▶ _PROBLEM DESCRIPTION_
Look for the line that contains "switched language to"; output that line and every line after it exactly, through the final line of the material below, and nothing else.

◆ ◆ ◆ ◆ ◆

//! # habit-channels
//!
//! Messaging platform integrations for habitbot.

pub mod telegram;
pub(crate) mod utils;
//! Gateway: the receive loop connecting the channel, the store and the
//! scheduler.
//!
//! Updates are handled one at a time in arrival order. The scheduler runs in
//! its own task, so a slow handler never delays the daily message.

mod daily;
mod routing;

#[cfg(test)]
mod tests;

pub use daily::DailyMessage;

use crate::i18n::Locales;
use crate::scheduler::{format_run_time, Scheduler};
use habit_core::{config::TelegramConfig, traits::Channel};
use habit_memory::Store;
use std::sync::Arc;
use tracing::{info, warn};

/// The bot's event loop.
pub struct Gateway {
    pub(super) channel: Arc<dyn Channel>,
    pub(super) store: Store,
    pub(super) locales: Arc<Locales>,
    pub(super) scheduler: Scheduler,
    /// Chat that receives the daily message.
    pub(super) owner_chat_id: i64,
    /// Users allowed to use owner commands besides the owner chat.
    pub(super) admins: Vec<i64>,
}

impl Gateway {
    pub fn new(
        channel: Arc<dyn Channel>,
        store: Store,
        locales: Arc<Locales>,
        scheduler: Scheduler,
        config: &TelegramConfig,
    ) -> Self {
        Self {
            channel,
            store,
            locales,
            scheduler,
            owner_chat_id: config.chat_id,
            admins: config.allowed_users.clone(),
        }
    }

    /// Run until ctrl-c or until the channel closes, then shut down.
    pub async fn run(&self) -> anyhow::Result<()> {
        info!(
            "habitbot gateway running | channel: {} | owner chat: {}",
            self.channel.name(),
            self.owner_chat_id
        );

        self.scheduler.start().await;
        let schedule = self.scheduler.status().await;
        info!(
            "scheduler running: {} | next daily message: {}",
            schedule.running,
            format_run_time(&schedule.next_run)
        );

        let mut rx = match self.channel.start().await {
            Ok(rx) => rx,
            Err(e) => {
                self.shutdown().await;
                anyhow::bail!("failed to start channel {}: {e}", self.channel.name());
            }
        };
        info!("Channel started: {}", self.channel.name());

        loop {
            tokio::select! {
                update = rx.recv() => match update {
                    Some(update) => self.handle_update(update).await,
                    None => {
                        warn!("channel {} closed its update stream", self.channel.name());
                        break;
                    }
                },
                _ = tokio::signal::ctrl_c() => {
                    info!("Received shutdown signal");
                    break;
                }
            }
        }

        self.shutdown().await;
        Ok(())
    }

    /// Stop the scheduler (bounded), the channel, then the store.
    async fn shutdown(&self) {
        info!("Shutting down...");
        self.scheduler.stop().await;
        if let Err(e) = self.channel.stop().await {
            warn!("failed to stop channel {}: {e}", self.channel.name());
        }
        self.store.close().await;
        info!("Shutdown complete.");
    }
}
//! Supported user languages.

use serde::{Deserialize, Serialize};
use std::fmt;
use std::str::FromStr;

/// A user's language preference. Stored as its lowercase name.
#[derive(Debug, Default, Clone, Copy, PartialEq, Eq, Hash, Serialize, Deserialize)]
#[serde(rename_all = "lowercase")]
pub enum Language {
    #[default]
    English,
    Arabic,
}

impl Language {
    /// All supported languages, English first.
    pub const ALL: [Language; 2] = [Language::English, Language::Arabic];

    /// Lowercase name used in storage, bundle file names, and callback data.
    pub fn as_str(&self) -> &'static str {
        match self {
            Self::English => "english",
            Self::Arabic => "arabic",
        }
    }

    /// Parse a stored or user-supplied code, falling back to English.
    pub fn from_code_or_default(code: &str) -> Self {
        code.parse().unwrap_or_default()
    }
}

impl fmt::Display for Language {
    fn fmt(&self, f: &mut fmt::Formatter<'_>) -> fmt::Result {
        f.write_str(self.as_str())
    }
}

impl FromStr for Language {
    type Err = String;

    fn from_str(s: &str) -> Result<Self, Self::Err> {
        match s.trim().to_lowercase().as_str() {
            "english" | "en" => Ok(Self::English),
            "arabic" | "ar" => Ok(Self::Arabic),
            other => Err(format!("unsupported language '{other}'")),
        }
    }
}
use chrono::{DateTime, Utc};
use serde::{Deserialize, Serialize};
use uuid::Uuid;

/// An inbound event from a channel.
#[derive(Debug, Clone, Serialize, Deserialize)]
pub enum Update {
    /// A text message (command or free text).
    Message(IncomingMessage),
    /// An inline keyboard button press.
    Callback(CallbackQuery),
}

/// An incoming text message from a channel.
#[derive(Debug, Clone, Serialize, Deserialize)]
pub struct IncomingMessage {
    pub id: Uuid,
    /// Channel name (e.g. "telegram").
    pub channel: String,
    /// Platform-assigned user ID.
    pub sender_id: i64,
    /// Human-readable sender name.
    pub sender_name: Option<String>,
    /// Chat the message was sent in; replies go here.
    pub chat_id: i64,
    /// Platform message ID, used for threaded replies.
    pub message_id: i64,
    /// Message text content.
    pub text: String,
    pub timestamp: DateTime<Utc>,
}

/// A button press on an inline keyboard.
#[derive(Debug, Clone, Serialize, Deserialize)]
pub struct CallbackQuery {
    /// Platform callback ID, needed to answer the query.
    pub id: String,
    pub sender_id: i64,
    pub chat_id: i64,
    /// The message carrying the keyboard, if the platform reports it.
    pub message_id: Option<i64>,
    /// Opaque data attached to the pressed button.
    pub data: String,
}

/// An outgoing message to send through a channel.
#[derive(Debug, Clone, Default, Serialize, Deserialize)]
pub struct OutgoingMessage {
    pub chat_id: i64,
    pub text: String,
    /// Reply to this message ID in the same chat.
    #[serde(default)]
    pub reply_to: Option<i64>,
    #[serde(default)]
    pub keyboard: Option<InlineKeyboard>,
}

impl OutgoingMessage {
    /// A plain text message to a chat.
    pub fn text(chat_id: i64, text: impl Into<String>) -> Self {
        Self {
            chat_id,
            text: text.into(),
            ..Default::default()
        }
    }
}

/// Inline keyboard (rows of buttons) attached to a message.
#[derive(Debug, Clone, Default, PartialEq, Serialize, Deserialize)]
pub struct InlineKeyboard {
    pub rows: Vec<Vec<InlineButton>>,
}

#[derive(Debug, Clone, PartialEq, Serialize, Deserialize)]
pub struct InlineButton {
    pub text: String,
    pub callback_data: String,
}

/// Reference to a message the channel delivered.
#[derive(Debug, Clone, Copy, PartialEq, Eq, Serialize, Deserialize)]
pub struct MessageHandle {
    pub chat_id: i64,
    pub message_id: i64,
}

/// A file sent as a document.
#[derive(Debug, Clone, Serialize, Deserialize)]
pub struct Document {
    pub filename: String,
    pub data: Vec<u8>,
    pub caption: String,
}
//! Settings commands: /language (and its button callback), /schedule.

use super::{CommandContext, Reply};
use crate::i18n::{Category, Locales};
use habit_core::{
    language::Language,
    message::{InlineButton, InlineKeyboard},
};
use habit_memory::Store;
use tracing::{info, warn};

/// Callback data prefix of the language buttons.
const LANG_PREFIX: &str = "lang_";

/// One row with a button per supported language.
fn language_keyboard() -> InlineKeyboard {
    let button = |text: &str, lang: Language| InlineButton {
        text: text.to_string(),
        callback_data: format!("{LANG_PREFIX}{}", lang.as_str()),
    };
    InlineKeyboard {
        rows: vec![vec![
            button("🇺🇸 English", Language::English),
            button("🇸🇦 العربية", Language::Arabic),
        ]],
    }
}

pub(super) fn handle_language(ctx: &CommandContext<'_>, lang: Language) -> Reply {
    Reply {
        text: ctx.locales.text(lang, Category::Language, "select", &[]),
        keyboard: Some(language_keyboard()),
    }
}

/// Apply a language button press. Returns the confirmation text in the new
/// language, or `invalid_choice` in the current one for unknown data.
///
/// A failed write still confirms the chosen language for this reply.
pub async fn handle_language_choice(
    store: &Store,
    locales: &Locales,
    user_id: i64,
    data: &str,
) -> String {
    let choice = data
        .strip_prefix(LANG_PREFIX)
        .and_then(|code| code.parse::<Language>().ok());

    let Some(choice) = choice else {
        warn!("unknown language callback '{data}' from {user_id}");
        let lang = super::resolve_lang(store, user_id).await;
        return locales.text(lang, Category::Language, "invalid_choice", &[]);
    };

    let lang = match store.set_user_language(user_id, choice).await {
        Ok(lang) => {
            info!("user {user_id} switched language to {lang}");
            lang
        }
        Err(e) => {
            warn!("could not save language {choice} for user {user_id}: {e}");
            choice
        }
    };
    let key = match lang {
        Language::English => "changed_to_english",
        Language::Arabic => "changed_to_arabic",
    };
    locales.text(lang, Category::Language, key, &[])
}

pub(super) async fn handle_schedule(ctx: &CommandContext<'_>, lang: Language) -> Reply {
    let t = |key: &str, params: &[(&str, &str)]| ctx.locales.text(lang, Category::General, key, params);

    if !ctx.is_owner() {
        warn!("user {} tried to change the schedule", ctx.sender_id);
        return Reply::text(t("owner_only", &[]));
    }
    let Some(arg) = ctx.text.split_whitespace().nth(1) else {
        return Reply::text(t("schedule_usage", &[]));
    };

    match ctx.scheduler.reschedule(arg).await {
        Ok(time) => Reply::text(t(
            "schedule_updated",
            &[
                ("time", &time.format("%H:%M").to_string()),
                ("timezone", ctx.scheduler.timezone().name()),
            ],
        )),
        Err(e) => {
            warn!("rejected schedule '{arg}': {e}");
            Reply::text(t("schedule_invalid", &[("time", arg)]))
        }
    }
}
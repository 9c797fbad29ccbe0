//! Default value functions used by serde for config deserialization.

pub fn default_name() -> String {
    "Habit Awareness Bot".to_string()
}

pub fn default_data_dir() -> String {
    "~/.habitbot".to_string()
}

pub fn default_log_level() -> String {
    "info".to_string()
}

pub fn default_true() -> bool {
    true
}

pub fn default_schedule_time() -> String {
    "09:00".to_string()
}

pub fn default_timezone() -> String {
    "UTC".to_string()
}

pub fn default_retry_attempts() -> u32 {
    3
}

pub fn default_retry_delay() -> u64 {
    60
}

pub fn default_poll_interval() -> u64 {
    30
}

pub fn default_db_path() -> String {
    "~/.habitbot/data/habits.db".to_string()
}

◆ ◆ ◆ ◆ ◆

▶ _OUTPUT_
            info!("user {user_id} switched language to {lang}");
            lang
        }
        Err(e) => {
            warn!("could not save language {choice} for user {user_id}: {e}");
            choice
        }
    };
    let key = match lang {
        Language::English => "changed_to_english",
        Language::Arabic => "changed_to_arabic",
    };
    locales.text(lang, Category::Language, key, &[])
}

pub(super) async fn handle_schedule(ctx: &CommandContext<'_>, lang: Language) -> Reply {
    let t = |key: &str, params: &[(&str, &str)]| ctx.locales.text(lang, Category::General, key, params);

    if !ctx.is_owner() {
        warn!("user {} tried to change the schedule", ctx.sender_id);
        return Reply::text(t("owner_only", &[]));
    }
    let Some(arg) = ctx.text.split_whitespace().nth(1) else {
        return Reply::text(t("schedule_usage", &[]));
    };

    match ctx.scheduler.reschedule(arg).await {
        Ok(time) => Reply::text(t(
            "schedule_updated",
            &[
                ("time", &time.format("%H:%M").to_string()),
                ("timezone", ctx.scheduler.timezone().name()),
            ],
        )),
        Err(e) => {
            warn!("rejected schedule '{arg}': {e}");
            Reply::text(t("schedule_invalid", &[("time", arg)]))
        }
    }
}
repository 9c797fbad29ccbe0
//! Default value functions used by serde for config deserialization.

pub fn default_name() -> String {
    "Habit Awareness Bot".to_string()
}

pub fn default_data_dir() -> String {
    "~/.habitbot".to_string()
}

pub fn default_log_level() -> String {
    "info".to_string()
}

pub fn default_true() -> bool {
    true
}

pub fn default_schedule_time() -> String {
    "09:00".to_string()
}

pub fn default_timezone() -> String {
    "UTC".to_string()
}

pub fn default_retry_attempts() -> u32 {
    3
}

pub fn default_retry_delay() -> u64 {
    60
}

pub fn default_poll_interval() -> u64 {
    30
}

pub fn default_db_path() -> String {
    "~/.habitbot/data/habits.db".to_string()
}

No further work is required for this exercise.